Twenty years after their last album of original material, 1990's poor Smooth Noodle Maps, and 30 years after they released anything even the most dedicated fan could make a convincing case for, they once again return to chart the downfall of the American Dream.

Something for Everybody isn't a return to the halcyon days, but neither is it a deluded grasp for relevance, their sonic instincts still intact, the wheezy synths and buzzing guitars sharp and modern.

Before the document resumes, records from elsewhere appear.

// Copyright 2025 Lablup Inc. and Jeongkyu Shin
//
// Licensed under the Apache License, Version 2.0 (the "License");
// you may not use this file except in compliance with the License.
// You may obtain a copy of the License at
//
//     http://www.apache.org/licenses/LICENSE-2.0
//
// Unless required by applicable law or agreed to in writing, software
// distributed under the License is distributed on an "AS IS" BASIS,
// WITHOUT WARRANTIES OR CONDITIONS OF ANY KIND, either express or implied.
// See the License for the specific language governing permissions and
// limitations under the License.

use anyhow::{Context, Result};
use std::path::{Path, PathBuf};
use tokio::fs;

use super::fs::safe_file_stem;
use crate::ssh::client::CommandResult;

/// Persist the output of a completed command as
/// `<output_dir>/<safe host>_stdout.txt` and `_stderr.txt`.
///
/// Both files are always written, even when empty.
pub async fn save_host_outputs(
    output_dir: &Path,
    host: &str,
    output: &CommandResult,
) -> Result<(PathBuf, PathBuf)> {
    fs::create_dir_all(output_dir)
        .await
        .with_context(|| format!("Failed to create output directory: {output_dir:?}"))?;

    let stem = safe_file_stem(host);
    let stdout_file = output_dir.join(format!("{stem}_stdout.txt"));
    let stderr_file = output_dir.join(format!("{stem}_stderr.txt"));

    fs::write(&stdout_file, output.stdout.as_bytes())
        .await
        .with_context(|| format!("Failed to write stdout file: {stdout_file:?}"))?;
    fs::write(&stderr_file, output.stderr.as_bytes())
        .await
        .with_context(|| format!("Failed to write stderr file: {stderr_file:?}"))?;

    tracing::debug!("Saved output for {} to {:?}", host, stdout_file);
    Ok((stdout_file, stderr_file))
}
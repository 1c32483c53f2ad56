// Copyright 2025 Lablup Inc. and Jeongkyu Shin
//
// Licensed under the Apache License, Version 2.0 (the "License");
// you may not use this file except in compliance with the License.
// You may obtain a copy of the License at
//
//     http://www.apache.org/licenses/LICENSE-2.0
//
// Unless required by applicable law or agreed to in writing, software
// distributed under the License is distributed on an "AS IS" BASIS,
// WITHOUT WARRANTIES OR CONDITIONS OF ANY KIND, either express or implied.
// See the License for the specific language governing permissions and
// limitations under the License.

use directories::BaseDirs;
use std::path::{Path, PathBuf};

/// Replace a leading `~` component with the user's home directory.
pub fn expand_tilde(path: &Path) -> PathBuf {
    match (path.strip_prefix("~"), BaseDirs::new()) {
        (Ok(rest), Some(dirs)) => dirs.home_dir().join(rest),
        _ => path.to_path_buf(),
    }
}
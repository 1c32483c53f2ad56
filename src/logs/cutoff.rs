// Copyright 2025 Lablup Inc. and Jeongkyu Shin
//
// Licensed under the Apache License, Version 2.0 (the "License");
// you may not use this file except in compliance with the License.
// You may obtain a copy of the License at
//
//     http://www.apache.org/licenses/LICENSE-2.0
//
// Unless required by applicable law or agreed to in writing, software
// distributed under the License is distributed on an "AS IS" BASIS,
// WITHOUT WARRANTIES OR CONDITIONS OF ANY KIND, either express or implied.
// See the License for the specific language governing permissions and
// limitations under the License.

use chrono::NaiveDateTime;
use std::fmt;

use crate::config::ConfigError;

/// Lower bound for collected log lines, as `YYYYMMDDHHMM` or `0`.
///
/// The value is forwarded verbatim to the remote filter, which compares it
/// numerically against the timestamp of each log line.
#[derive(Debug, Clone, PartialEq, Eq)]
pub struct Cutoff(String);

const MINUTE_FORMATS: &[&str] = &["%Y-%m-%d %H:%M", "%Y-%m-%dT%H:%M", "%Y/%m/%d %H:%M"];
const HOUR_FORMATS: &[&str] = &["%Y-%m-%d %H:%M", "%Y/%m/%d %H:%M"];

impl Cutoff {
    /// Every log line qualifies.
    pub fn beginning() -> Self {
        Self("0".to_string())
    }

    /// Accepts blank input or `0` (beginning of time), twelve or ten digit compact
    /// timestamps, or a handful of human date formats.
    pub fn parse(input: &str) -> Result<Self, ConfigError> {
        let value = input.trim();
        if value.is_empty() || value == "0" {
            return Ok(Self::beginning());
        }

        if value.chars().all(|c| c.is_ascii_digit()) {
            match value.len() {
                12 => return Ok(Self(value.to_string())),
                10 => return Ok(Self(format!("{value}00"))),
                _ => {}
            }
        }

        for format in MINUTE_FORMATS {
            if let Ok(parsed) = NaiveDateTime::parse_from_str(value, format) {
                return Ok(Self::from_datetime(parsed));
            }
        }

        // Hour-only inputs such as `2025-11-20 18`.
        let with_minutes = format!("{value}:00");
        for format in HOUR_FORMATS {
            if let Ok(parsed) = NaiveDateTime::parse_from_str(&with_minutes, format) {
                return Ok(Self::from_datetime(parsed));
            }
        }

        Err(ConfigError::InvalidCutoff {
            value: value.to_string(),
        })
    }

    pub fn from_datetime(datetime: NaiveDateTime) -> Self {
        Self(datetime.format("%Y%m%d%H%M").to_string())
    }

    pub fn as_str(&self) -> &str {
        &self.0
    }

    pub fn is_beginning(&self) -> bool {
        self.0 == "0"
    }
}

impl fmt::Display for Cutoff {
    fn fmt(&self, f: &mut fmt::Formatter<'_>) -> fmt::Result {
        f.write_str(&self.0)
    }
}

#[cfg(test)]
mod tests {
    use super::*;

    #[test]
    fn test_blank_is_beginning() {
        assert!(Cutoff::parse("").unwrap().is_beginning());
        assert!(Cutoff::parse("   ").unwrap().is_beginning());
        assert!(Cutoff::parse("0").unwrap().is_beginning());
    }

    #[test]
    fn test_compact_forms() {
        assert_eq!(Cutoff::parse("202511201830").unwrap().as_str(), "202511201830");
        assert_eq!(Cutoff::parse("2025112018").unwrap().as_str(), "202511201800");
    }

    #[test]
    fn test_human_forms() {
        let cases = [
            ("2025-11-20 18:30", "202511201830"),
            ("2025-11-20T18:30", "202511201830"),
            ("2025/11/20 18:30", "202511201830"),
            ("2025-11-20 18", "202511201800"),
            ("2025/11/20 07", "202511200700"),
        ];
        for (input, expected) in cases {
            assert_eq!(Cutoff::parse(input).unwrap().as_str(), expected, "input {input:?}");
        }
    }

    #[test]
    fn test_garbage_is_rejected() {
        for input in ["yesterday", "20251120", "2025-13-40 10:00", "1234567890123"] {
            assert_eq!(
                Cutoff::parse(input),
                Err(ConfigError::InvalidCutoff {
                    value: input.to_string()
                }),
                "input {input:?}"
            );
        }
    }
}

Lead track and single Fresh sounds as perky as anything in their canon, with What We Do and Step Up only shades behind it; but too often it's an inconsistent world of quirk over content.

Please Baby Please is an unappealing mixture of Antmusic and cult 60s garage nutjobs The Monks, while Mind Games is something you never really want to hear - a Devo 'love' song filled with observations like "trying on dresses half her size". References to day-glo skies, hybrid cars and the robotic vapidity of modern America litter the other tracks and overshadow even Later Is Now, the one true return to old form.

Sadly, as every year passes without Devo reaping any of the retro-fit plaudits afforded bands who surfed their bow wave - The Human League, Heaven 17, even dear old Gary Numan - their former sense of ironic fun seems to be slipping into bitterness (witness the title of their 2000 anthology album, Pioneers Who Got Scalped). But there is just enough here to suggest the end is hardly nigh. Musically, at least, Devo still sit right up the front of the good ship electronica.